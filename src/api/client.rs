//! Remote API Client
//!
//! reqwest implementation of [`HealthApi`]. Every request carries an
//! `X-Request-Id` header that also appears in the log lines for that call.
//! Nothing is retried: a failed call is reported to the caller once.

use async_trait::async_trait;
use reqwest::header::AUTHORIZATION;
use reqwest::{Client, Method, RequestBuilder, Response, StatusCode};
use serde::de::DeserializeOwned;
use serde::Serialize;
use uuid::Uuid;

use super::dto::{
    AuthResponse, ErrorBody, LoginRequest, MealDraft, MealLinkRequest, MedicationDraft,
    ProfilePayload, ProfileUpdate, ReadingDraft, ReadingPatch, SignupRequest, StatusUpdate,
};
use super::error::{ApiError, ApiResult};
use super::HealthApi;
use crate::models::{BmiReport, Credential, Meal, MealLink, Medication, MedicationStatus, Reading};

/// Configuration for the API client
#[derive(Debug, Clone)]
pub struct ApiClientConfig {
    /// Base URL of the API (e.g., "http://localhost:5555")
    pub base_url: String,
    /// Transport-level timeout in milliseconds
    pub request_timeout_ms: u64,
}

impl Default for ApiClientConfig {
    fn default() -> Self {
        Self {
            base_url: "http://localhost:5555".to_string(),
            request_timeout_ms: 30_000,
        }
    }
}

/// HTTP client for the diabetes management API
pub struct ApiClient {
    client: Client,
    config: ApiClientConfig,
}

/// A request that has been built but not yet sent
struct Call {
    builder: RequestBuilder,
    request_id: String,
}

impl Call {
    fn json<B: Serialize + ?Sized>(mut self, body: &B) -> Self {
        self.builder = self.builder.json(body);
        self
    }

    fn query<Q: Serialize + ?Sized>(mut self, query: &Q) -> Self {
        self.builder = self.builder.query(query);
        self
    }

    async fn send(self) -> ApiResult<(Response, String)> {
        match self.builder.send().await {
            Ok(response) => Ok((response, self.request_id)),
            Err(e) => {
                let err = ApiError::from_transport(e);
                tracing::warn!(request_id = %self.request_id, error = %err, "API request failed");
                Err(err)
            }
        }
    }

    /// Send and decode a JSON body from a success response
    async fn expect_json<T: DeserializeOwned>(self, fallback: &str) -> ApiResult<T> {
        let (response, request_id) = self.send().await?;

        if response.status().is_success() {
            response.json::<T>().await.map_err(|e| {
                tracing::warn!(request_id = %request_id, error = %e, "Unexpected response body");
                ApiError::Decode(e.to_string())
            })
        } else {
            Err(rejection(response, &request_id, fallback).await)
        }
    }

    /// Send and require `204 No Content`; any other status is a failure
    async fn expect_no_content(self, fallback: &str) -> ApiResult<()> {
        let (response, request_id) = self.send().await?;

        if response.status() == StatusCode::NO_CONTENT {
            Ok(())
        } else {
            Err(rejection(response, &request_id, fallback).await)
        }
    }
}

/// Turn a non-success response into an error carrying the server's
/// `{error}` message, or `fallback` when the body has none
async fn rejection(response: Response, request_id: &str, fallback: &str) -> ApiError {
    let status = response.status().as_u16();
    let text = response.text().await.unwrap_or_default();

    let message = serde_json::from_str::<ErrorBody>(&text)
        .ok()
        .and_then(|body| body.error)
        .filter(|m| !m.is_empty())
        .unwrap_or_else(|| fallback.to_string());

    tracing::warn!(
        request_id = %request_id,
        status = status,
        message = %message,
        "API request rejected"
    );

    ApiError::Rejected { status, message }
}

impl ApiClient {
    /// Create a new API client with the given configuration
    pub fn new(config: ApiClientConfig) -> ApiResult<Self> {
        let client = Client::builder()
            .timeout(std::time::Duration::from_millis(config.request_timeout_ms))
            .build()
            .map_err(ApiError::Request)?;

        Ok(Self { client, config })
    }

    /// Get the current configuration
    pub fn config(&self) -> &ApiClientConfig {
        &self.config
    }

    fn url(&self, path: &str) -> String {
        format!("{}{}", self.config.base_url.trim_end_matches('/'), path)
    }

    fn call(&self, method: Method, path: &str, token: Option<&Credential>) -> Call {
        let request_id = Uuid::new_v4().to_string();
        let url = self.url(path);

        tracing::debug!(
            request_id = %request_id,
            method = %method,
            url = %url,
            authed = token.is_some(),
            "Sending API request"
        );

        let mut builder = self
            .client
            .request(method, url)
            .header("X-Request-Id", request_id.as_str());
        if let Some(token) = token {
            builder = builder.header(AUTHORIZATION, token.bearer());
        }

        Call {
            builder,
            request_id,
        }
    }
}

#[async_trait]
impl HealthApi for ApiClient {
    async fn check_session(&self, token: &Credential) -> ApiResult<ProfilePayload> {
        self.call(Method::GET, "/check_session", Some(token))
            .expect_json("Session check failed")
            .await
    }

    async fn login(&self, request: &LoginRequest) -> ApiResult<AuthResponse> {
        self.call(Method::POST, "/login", None)
            .json(request)
            .expect_json("Login failed")
            .await
    }

    async fn signup(&self, request: &SignupRequest) -> ApiResult<AuthResponse> {
        self.call(Method::POST, "/signup", None)
            .json(request)
            .expect_json("Signup failed")
            .await
    }

    async fn bmi(&self, token: &Credential) -> ApiResult<BmiReport> {
        self.call(Method::GET, "/me/bmi", Some(token))
            .expect_json("Could not load BMI")
            .await
    }

    async fn update_profile(
        &self,
        token: &Credential,
        update: &ProfileUpdate,
    ) -> ApiResult<ProfilePayload> {
        self.call(Method::PATCH, "/me", Some(token))
            .json(update)
            .expect_json("Update failed")
            .await
    }

    async fn list_readings(&self, token: &Credential) -> ApiResult<Vec<Reading>> {
        self.call(Method::GET, "/readings", Some(token))
            .expect_json("Failed to load")
            .await
    }

    async fn create_reading(&self, token: &Credential, draft: &ReadingDraft) -> ApiResult<Reading> {
        self.call(Method::POST, "/readings", Some(token))
            .json(draft)
            .expect_json("Create failed")
            .await
    }

    async fn get_reading(&self, token: &Credential, id: i64) -> ApiResult<Reading> {
        self.call(Method::GET, &format!("/readings/{}", id), Some(token))
            .expect_json("Failed to load")
            .await
    }

    async fn update_reading(
        &self,
        token: &Credential,
        id: i64,
        patch: &ReadingPatch,
    ) -> ApiResult<Reading> {
        self.call(Method::PATCH, &format!("/readings/{}", id), Some(token))
            .json(patch)
            .expect_json("Update failed")
            .await
    }

    async fn delete_reading(&self, token: &Credential, id: i64) -> ApiResult<()> {
        self.call(Method::DELETE, &format!("/readings/{}", id), Some(token))
            .expect_no_content("Delete failed")
            .await
    }

    async fn list_medications(&self, token: &Credential) -> ApiResult<Vec<Medication>> {
        self.call(Method::GET, "/medications", Some(token))
            .expect_json("Failed to load")
            .await
    }

    async fn create_medication(
        &self,
        token: &Credential,
        draft: &MedicationDraft,
    ) -> ApiResult<Medication> {
        self.call(Method::POST, "/medications", Some(token))
            .json(draft)
            .expect_json("Create failed")
            .await
    }

    async fn update_medication_status(
        &self,
        token: &Credential,
        id: i64,
        status: MedicationStatus,
    ) -> ApiResult<Medication> {
        self.call(Method::PATCH, &format!("/medications/{}", id), Some(token))
            .json(&StatusUpdate { status })
            .expect_json("Update failed")
            .await
    }

    async fn list_meals(&self, token: &Credential) -> ApiResult<Vec<Meal>> {
        self.call(Method::GET, "/meals", Some(token))
            .expect_json("Failed to load")
            .await
    }

    async fn create_meal(&self, token: &Credential, draft: &MealDraft) -> ApiResult<Meal> {
        self.call(Method::POST, "/meals", Some(token))
            .json(draft)
            .expect_json("Create failed")
            .await
    }

    async fn link_meal(
        &self,
        token: &Credential,
        reading_id: i64,
        request: &MealLinkRequest,
    ) -> ApiResult<MealLink> {
        self.call(Method::POST, &format!("/readings/{}/meals", reading_id), Some(token))
            .json(request)
            .expect_json("Link failed")
            .await
    }

    async fn unlink_meal(&self, token: &Credential, reading_id: i64, meal_id: i64) -> ApiResult<()> {
        self.call(Method::DELETE, &format!("/readings/{}/meals", reading_id), Some(token))
            .query(&[("meal_id", meal_id)])
            .expect_no_content("Unlink failed")
            .await
    }
}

☆ ☆ ☆ ☆ ☆

(ASSIGNMENT):
Go through the listing above and copy each line that contains "tracing".

(ANSWER SPACE):
                tracing::warn!(request_id = %self.request_id, error = %err, "API request failed");
                tracing::warn!(request_id = %request_id, error = %e, "Unexpected response body");
    tracing::warn!(
        tracing::debug!(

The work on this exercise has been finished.